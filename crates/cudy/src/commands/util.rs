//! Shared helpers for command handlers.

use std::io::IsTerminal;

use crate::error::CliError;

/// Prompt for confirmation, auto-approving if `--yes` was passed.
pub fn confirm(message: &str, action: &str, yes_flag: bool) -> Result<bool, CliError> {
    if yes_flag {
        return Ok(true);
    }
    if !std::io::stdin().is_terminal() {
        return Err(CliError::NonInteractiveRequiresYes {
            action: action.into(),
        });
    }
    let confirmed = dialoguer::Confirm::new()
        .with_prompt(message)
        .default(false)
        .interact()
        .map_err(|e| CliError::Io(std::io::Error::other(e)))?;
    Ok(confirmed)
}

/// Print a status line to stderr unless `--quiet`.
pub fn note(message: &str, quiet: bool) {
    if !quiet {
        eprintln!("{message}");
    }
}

----

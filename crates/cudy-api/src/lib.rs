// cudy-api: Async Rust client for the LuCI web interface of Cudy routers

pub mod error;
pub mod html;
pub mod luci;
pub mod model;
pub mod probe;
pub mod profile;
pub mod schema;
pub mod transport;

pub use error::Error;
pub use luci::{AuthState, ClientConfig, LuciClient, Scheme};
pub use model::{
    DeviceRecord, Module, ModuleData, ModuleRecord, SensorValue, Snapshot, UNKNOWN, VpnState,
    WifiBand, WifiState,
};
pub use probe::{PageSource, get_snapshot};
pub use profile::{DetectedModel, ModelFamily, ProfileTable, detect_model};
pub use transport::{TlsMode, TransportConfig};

----

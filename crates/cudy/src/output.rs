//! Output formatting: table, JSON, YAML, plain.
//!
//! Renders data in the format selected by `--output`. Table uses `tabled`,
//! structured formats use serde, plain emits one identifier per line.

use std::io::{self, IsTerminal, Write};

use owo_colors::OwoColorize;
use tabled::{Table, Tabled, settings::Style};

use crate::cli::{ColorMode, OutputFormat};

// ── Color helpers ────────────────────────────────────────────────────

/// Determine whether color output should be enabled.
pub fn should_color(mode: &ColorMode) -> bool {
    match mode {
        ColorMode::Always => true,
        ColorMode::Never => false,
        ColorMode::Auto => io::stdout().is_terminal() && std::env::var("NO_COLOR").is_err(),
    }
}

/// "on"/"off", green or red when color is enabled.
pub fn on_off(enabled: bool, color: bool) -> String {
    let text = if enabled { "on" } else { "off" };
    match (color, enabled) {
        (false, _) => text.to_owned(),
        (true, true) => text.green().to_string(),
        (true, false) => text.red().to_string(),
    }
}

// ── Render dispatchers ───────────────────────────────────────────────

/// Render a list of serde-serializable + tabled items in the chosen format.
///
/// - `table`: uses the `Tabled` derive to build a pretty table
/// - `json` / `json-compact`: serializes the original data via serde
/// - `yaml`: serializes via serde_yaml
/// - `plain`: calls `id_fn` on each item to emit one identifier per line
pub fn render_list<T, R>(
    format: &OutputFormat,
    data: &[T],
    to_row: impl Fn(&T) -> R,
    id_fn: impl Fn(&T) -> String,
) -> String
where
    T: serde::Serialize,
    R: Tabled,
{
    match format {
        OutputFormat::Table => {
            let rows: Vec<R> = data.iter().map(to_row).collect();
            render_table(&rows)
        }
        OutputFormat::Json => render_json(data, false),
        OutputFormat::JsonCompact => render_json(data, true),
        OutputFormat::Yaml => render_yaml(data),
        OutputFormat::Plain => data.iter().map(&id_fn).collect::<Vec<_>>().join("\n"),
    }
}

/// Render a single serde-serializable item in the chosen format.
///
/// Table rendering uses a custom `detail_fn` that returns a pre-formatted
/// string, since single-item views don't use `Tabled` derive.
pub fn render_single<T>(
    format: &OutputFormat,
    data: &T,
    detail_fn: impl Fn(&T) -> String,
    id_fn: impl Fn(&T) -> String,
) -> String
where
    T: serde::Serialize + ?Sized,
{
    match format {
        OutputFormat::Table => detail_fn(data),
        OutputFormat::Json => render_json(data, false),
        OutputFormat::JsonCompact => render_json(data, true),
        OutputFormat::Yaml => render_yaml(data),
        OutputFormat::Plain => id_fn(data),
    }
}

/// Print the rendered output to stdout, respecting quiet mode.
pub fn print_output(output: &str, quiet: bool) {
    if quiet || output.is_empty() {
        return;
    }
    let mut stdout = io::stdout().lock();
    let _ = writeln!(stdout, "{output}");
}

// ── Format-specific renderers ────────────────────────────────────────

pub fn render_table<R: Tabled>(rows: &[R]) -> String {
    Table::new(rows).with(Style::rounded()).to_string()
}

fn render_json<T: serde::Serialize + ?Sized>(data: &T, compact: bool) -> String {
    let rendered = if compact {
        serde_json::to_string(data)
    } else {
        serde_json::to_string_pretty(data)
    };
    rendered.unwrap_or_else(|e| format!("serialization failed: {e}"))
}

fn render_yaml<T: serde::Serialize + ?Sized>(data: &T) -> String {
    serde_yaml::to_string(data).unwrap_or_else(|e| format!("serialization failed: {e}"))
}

----

» What you are asked to do
Taking the records above, retype every line from the one with "pub fn print_output(output: &str, quiet: bool)" down to the one with "let rendered = if", exactly and with nothing else.

» Task answer
pub fn print_output(output: &str, quiet: bool) {
    if quiet || output.is_empty() {
        return;
    }
    let mut stdout = io::stdout().lock();
    let _ = writeln!(stdout, "{output}");
}

// ── Format-specific renderers ────────────────────────────────────────

pub fn render_table<R: Tabled>(rows: &[R]) -> String {
    Table::new(rows).with(Style::rounded()).to_string()
}

fn render_json<T: serde::Serialize + ?Sized>(data: &T, compact: bool) -> String {
    let rendered = if compact {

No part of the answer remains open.